The short version is that Silver can shoot up to 4K, has some advanced features like in-camera electronic stabilization and exposure control, but it doesn't have the higher framerates, new HyperSmooth stabilization method, or use the higher-quality but less-compatible HEVC video codec of the Black.
So here's a detailed rundown on the various options and features available when shooting video with the GoPro HERO7 Silver.
Resolutions and Framerates
The top video mode of the Silver is 4K30. Put another way, it can shoot 4K video at 30 frames per second. (For comparison, the Black can shoot up to 4K60.) In 4K, you can't choose a different framerate--if you're using NTSC format, it's 4K30, and if you're using PAL format, it's 4K25.1
It has one other resolution: 1440p. That's the same width as standard 1080p video, but it's taller, which gives more leeway vertically in where the camera is pointed. So it's considered HD video and is suitable for general web use. Typical HD videos on the web display at either 1080p or even the smaller 720p. Here's a visualization of how the 4K resolution compares with the 1440.
The 1440 resolution produces video that is 1920 pixels wide by 1440 pixels high, which is an aspect ratio of 4:3. For comparison, 1080p or standard HD video is 1920 pixels wide by 1080 pixels high, which is a narrower aspect ratio of 16:9 that we've become accustomed to since HD digital TVs took over. The 4:3 aspect ratio is boxier, more typical of old-school analog TVs and analog monitors, but when you're sharing video online, 4:3 still works well. And that little extra vertical leeway can make a difference if you're trying to avoid framing someone's head out of the shot.

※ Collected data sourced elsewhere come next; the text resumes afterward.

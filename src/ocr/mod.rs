pub mod bridge;
pub mod engines;
pub mod registry;

use anyhow::Result;
use log::debug;
use std::path::Path;

pub use bridge::{BridgeConfig, BridgeStrategy, Device};
pub use engines::EngineKind;
pub use registry::StrategyRegistry;

/// Result of asking a strategy for the text of one image.
#[derive(Debug, Clone, PartialEq, Eq)]
pub enum OcrOutcome {
    Recognized(String),
    Failed(String),
}

impl OcrOutcome {
    /// Recognized text, or the empty string on failure.
    pub fn text(&self) -> &str {
        match self {
            OcrOutcome::Recognized(text) => text,
            OcrOutcome::Failed(_) => "",
        }
    }

    pub fn recognized(&self) -> Option<&str> {
        match self {
            OcrOutcome::Recognized(text) => Some(text),
            OcrOutcome::Failed(_) => None,
        }
    }

    pub fn failure(&self) -> Option<&str> {
        match self {
            OcrOutcome::Recognized(_) => None,
            OcrOutcome::Failed(reason) => Some(reason),
        }
    }
}

/// An OCR engine that owns its (expensive) model state.
///
/// `Idle -> Loaded` happens on the first `run`; the harness calls `unload`
/// once it is finished with the engine.
pub trait OcrStrategy {
    fn key(&self) -> &str;

    fn load(&mut self) -> Result<()>;

    fn is_loaded(&self) -> bool;

    fn recognize(&mut self, image: &Path) -> Result<String>;

    /// Drops the model state. Calling it on an idle strategy is a no-op.
    fn unload(&mut self);

    fn run(&mut self, image: &Path) -> OcrOutcome {
        if !self.is_loaded() {
            debug!("{}: loading model", self.key());
            if let Err(err) = self.load() {
                return OcrOutcome::Failed(format!("failed to load model: {err:#}"));
            }
        }
        match self.recognize(image) {
            Ok(text) => OcrOutcome::Recognized(text),
            Err(err) => OcrOutcome::Failed(format!("{err:#}")),
        }
    }
}
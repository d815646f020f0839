use std::cell::RefCell;
use std::fs;
use std::path::{Path, PathBuf};
use std::rc::Rc;
use std::time::{SystemTime, UNIX_EPOCH};

use anyhow::Result;
use pretty_assertions::assert_eq;

use ocrbench::export::csv_export::REPORT_FILE;
use ocrbench::ocr::{OcrStrategy, StrategyRegistry};
use ocrbench::{run_benchmark, BenchError, PipelineConfig};

type EventLog = Rc<RefCell<Vec<String>>>;

/// Test strategy that returns canned text and records its lifecycle.
struct Scripted {
    key: &'static str,
    reply: Option<&'static str>,
    loaded: bool,
    events: EventLog,
    resident: Option<Rc<RefCell<Vec<&'static str>>>>,
}

impl Scripted {
    fn new(key: &'static str, reply: Option<&'static str>, events: &EventLog) -> Self {
        Self {
            key,
            reply,
            loaded: false,
            events: Rc::clone(events),
            resident: None,
        }
    }
}

impl OcrStrategy for Scripted {
    fn key(&self) -> &str {
        self.key
    }

    fn load(&mut self) -> Result<()> {
        self.loaded = true;
        self.events.borrow_mut().push(format!("load {}", self.key));
        if let Some(resident) = &self.resident {
            resident.borrow_mut().push(self.key);
        }
        Ok(())
    }

    fn is_loaded(&self) -> bool {
        self.loaded
    }

    fn recognize(&mut self, image: &Path) -> Result<String> {
        let name = image.file_name().unwrap().to_string_lossy().into_owned();
        self.events.borrow_mut().push(format!("run {} {name}", self.key));
        match self.reply {
            Some(text) => Ok(text.to_string()),
            None => anyhow::bail!("model crashed on {name}"),
        }
    }

    fn unload(&mut self) {
        if self.loaded {
            self.events.borrow_mut().push(format!("unload {}", self.key));
        }
        self.loaded = false;
        if let Some(resident) = &self.resident {
            resident.borrow_mut().retain(|k| *k != self.key);
        }
    }
}

struct Workspace {
    root: PathBuf,
}

impl Workspace {
    fn new(prefix: &str) -> Result<Self> {
        let mut root = std::env::temp_dir();
        let now = SystemTime::now().duration_since(UNIX_EPOCH).unwrap().as_nanos();
        root.push(format!("{prefix}-{}-{now}", std::process::id()));
        fs::create_dir_all(root.join("images"))?;
        fs::create_dir_all(root.join("gts"))?;
        Ok(Self { root })
    }

    fn image(&self, name: &str) -> Result<()> {
        fs::write(self.root.join("images").join(name), b"\x89PNG")?;
        Ok(())
    }

    fn ground_truth(&self, stem: &str, text: &str) -> Result<()> {
        fs::write(self.root.join("gts").join(format!("{stem}.txt")), text)?;
        Ok(())
    }

    fn results(&self) -> PathBuf {
        self.root.join("results")
    }

    fn config(&self, engines: &[&str]) -> PipelineConfig {
        PipelineConfig::new(
            self.root.join("images"),
            self.root.join("gts"),
            self.results(),
            engines.iter().map(|e| e.to_string()).collect(),
        )
    }
}

impl Drop for Workspace {
    fn drop(&mut self) {
        let _ = fs::remove_dir_all(&self.root);
    }
}

#[test]
fn perfect_transcription_scores_perfectly() -> Result<()> {
    let ws = Workspace::new("ocrbench-perfect")?;
    ws.image("greeting.png")?;
    ws.ground_truth("greeting", "Hello World\n")?;

    let events = EventLog::default();
    let mut registry = StrategyRegistry::new();
    registry.register(Box::new(Scripted::new("stub", Some("hello world"), &events)));

    let report = run_benchmark(&ws.config(&["stub"]), &mut registry)?;
    let rows = report.table.rows();
    assert_eq!(rows.len(), 1);

    let row = &rows[0];
    assert_eq!(row.image, "greeting.png");
    assert_eq!(row.engine, "stub");
    assert_eq!(row.gt, "Hello World");
    assert_eq!(row.ocr_raw, "hello world");
    assert_eq!(row.wer, 0.0);
    assert_eq!(row.cer, 0.0);
    assert_eq!(row.bleu, 1.0);
    assert!((row.rouge_l - 1.0).abs() < 1e-9);

    let raw = fs::read_to_string(ws.results().join("greeting__stub.txt"))?;
    assert_eq!(raw, "hello world");
    assert_eq!(report.report_path, Some(ws.results().join(REPORT_FILE)));
    assert!(ws.results().join("ocr_summary.json").exists());
    Ok(())
}

#[test]
fn unknown_engine_aborts_before_any_work() -> Result<()> {
    let ws = Workspace::new("ocrbench-unknown")?;
    ws.image("a.png")?;
    ws.ground_truth("a", "text")?;

    let events = EventLog::default();
    let mut registry = StrategyRegistry::new();
    registry.register(Box::new(Scripted::new("stub", Some("text"), &events)));

    let err = run_benchmark(&ws.config(&["stub", "nope"]), &mut registry).unwrap_err();
    let bench_err = err.downcast_ref::<BenchError>().expect("typed configuration error");
    assert!(matches!(bench_err, BenchError::UnknownEngine { key, .. } if key == "nope"));

    assert!(events.borrow().is_empty());
    assert!(!ws.results().exists());
    Ok(())
}

#[test]
fn failing_strategy_still_produces_rows_and_report() -> Result<()> {
    let ws = Workspace::new("ocrbench-failing")?;
    for stem in ["a", "b"] {
        ws.image(&format!("{stem}.jpg"))?;
        ws.ground_truth(stem, "some words")?;
    }

    let events = EventLog::default();
    let mut registry = StrategyRegistry::new();
    registry.register(Box::new(Scripted::new("broken", None, &events)));

    let report = run_benchmark(&ws.config(&["broken"]), &mut registry)?;
    assert_eq!(report.table.len(), 2);
    for row in report.table.rows() {
        assert_eq!(row.ocr_raw, "");
        assert_eq!(row.wer, 1.0);
        assert_eq!(row.bleu, 0.0);
        assert!(row.failure.as_deref().unwrap().contains("model crashed"));
    }

    let csv = fs::read_to_string(report.report_path.unwrap())?;
    assert_eq!(csv.lines().count(), 3);
    assert_eq!(fs::read_to_string(ws.results().join("a__broken.txt"))?, "");

    let summary = report.table.summarize();
    assert_eq!(summary[0].failures, 2);
    Ok(())
}

#[test]
fn engines_are_evicted_before_the_next_one_starts() -> Result<()> {
    let ws = Workspace::new("ocrbench-evict")?;
    for stem in ["p1", "p2"] {
        ws.image(&format!("{stem}.png"))?;
        ws.ground_truth(stem, "x")?;
    }

    let events = EventLog::default();
    let resident = Rc::new(RefCell::new(Vec::new()));
    let mut registry = StrategyRegistry::new();
    for key in ["alpha", "beta"] {
        let mut strategy = Scripted::new(key, Some("x"), &events);
        strategy.resident = Some(Rc::clone(&resident));
        registry.register(Box::new(strategy));
    }

    let report = run_benchmark(&ws.config(&["beta", "alpha"]), &mut registry)?;

    assert_eq!(
        *events.borrow(),
        vec![
            "load beta",
            "run beta p1.png",
            "run beta p2.png",
            "unload beta",
            "load alpha",
            "run alpha p1.png",
            "run alpha p2.png",
            "unload alpha",
        ]
    );
    assert!(resident.borrow().is_empty());
    assert_eq!(registry.loaded_count(), 0);

    let order: Vec<(&str, &str)> = report
        .table
        .rows()
        .iter()
        .map(|r| (r.engine.as_str(), r.image.as_str()))
        .collect();
    assert_eq!(
        order,
        vec![("beta", "p1.png"), ("beta", "p2.png"), ("alpha", "p1.png"), ("alpha", "p2.png")]
    );
    Ok(())
}

#[test]
fn write_failure_still_unloads_the_engine() -> Result<()> {
    let ws = Workspace::new("ocrbench-write-failure")?;
    ws.image("a.png")?;
    ws.ground_truth("a", "text")?;
    // a directory where the raw output file should go
    fs::create_dir_all(ws.results().join("a__stub.txt"))?;

    let events = EventLog::default();
    let mut registry = StrategyRegistry::new();
    registry.register(Box::new(Scripted::new("stub", Some("text"), &events)));

    let err = run_benchmark(&ws.config(&["stub"]), &mut registry).unwrap_err();
    assert!(format!("{err:#}").contains("a__stub.txt"), "{err:#}");

    assert_eq!(events.borrow().last().map(String::as_str), Some("unload stub"));
    assert_eq!(registry.loaded_count(), 0);
    assert!(!ws.results().join(REPORT_FILE).exists());
    Ok(())
}

#[test]
fn images_without_ground_truth_are_skipped() -> Result<()> {
    let ws = Workspace::new("ocrbench-skip")?;
    ws.image("has_gt.png")?;
    ws.image("no_gt.PNG")?;
    ws.ground_truth("has_gt", "abc")?;
    fs::write(ws.root.join("images").join("readme.md"), "not an image")?;

    let events = EventLog::default();
    let mut registry = StrategyRegistry::new();
    registry.register(Box::new(Scripted::new("stub", Some("abd"), &events)));

    let report = run_benchmark(&ws.config(&["stub"]), &mut registry)?;
    assert_eq!(report.table.len(), 1);
    assert_eq!(report.table.rows()[0].image, "has_gt.png");
    assert!(!ws.results().join("no_gt__stub.txt").exists());
    assert_eq!(report.table.rows()[0].cer, 1.0 / 3.0);
    Ok(())
}

#[test]
fn empty_image_directory_produces_no_report() -> Result<()> {
    let ws = Workspace::new("ocrbench-empty")?;

    let events = EventLog::default();
    let mut registry = StrategyRegistry::new();
    registry.register(Box::new(Scripted::new("stub", Some("x"), &events)));

    let report = run_benchmark(&ws.config(&["stub"]), &mut registry)?;
    assert!(report.table.is_empty());
    assert!(report.report_path.is_none());
    assert!(!ws.results().join(REPORT_FILE).exists());
    assert!(events.borrow().is_empty());
    Ok(())
}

Here's a visualization of how 1440 compares with 1080 (the 1080 is the pale blue box in the middle, while the background is 1440.
When you're shooting at the 1440 resolution, you have at least some choice with framerates. In NTSC format, you can choose from 60 fps or 30 fps; in PAL, it's 50 fps or 25 fps.
The HERO7 Silver records its video at up to 60 Mb/s. That makes it much less demanding of the speed of the SD card than the Black (up to 78 Mb/s), so you have a little more wiggle room with slightly slower or older SD cards. (I've put together some practical SD card recommendations separately).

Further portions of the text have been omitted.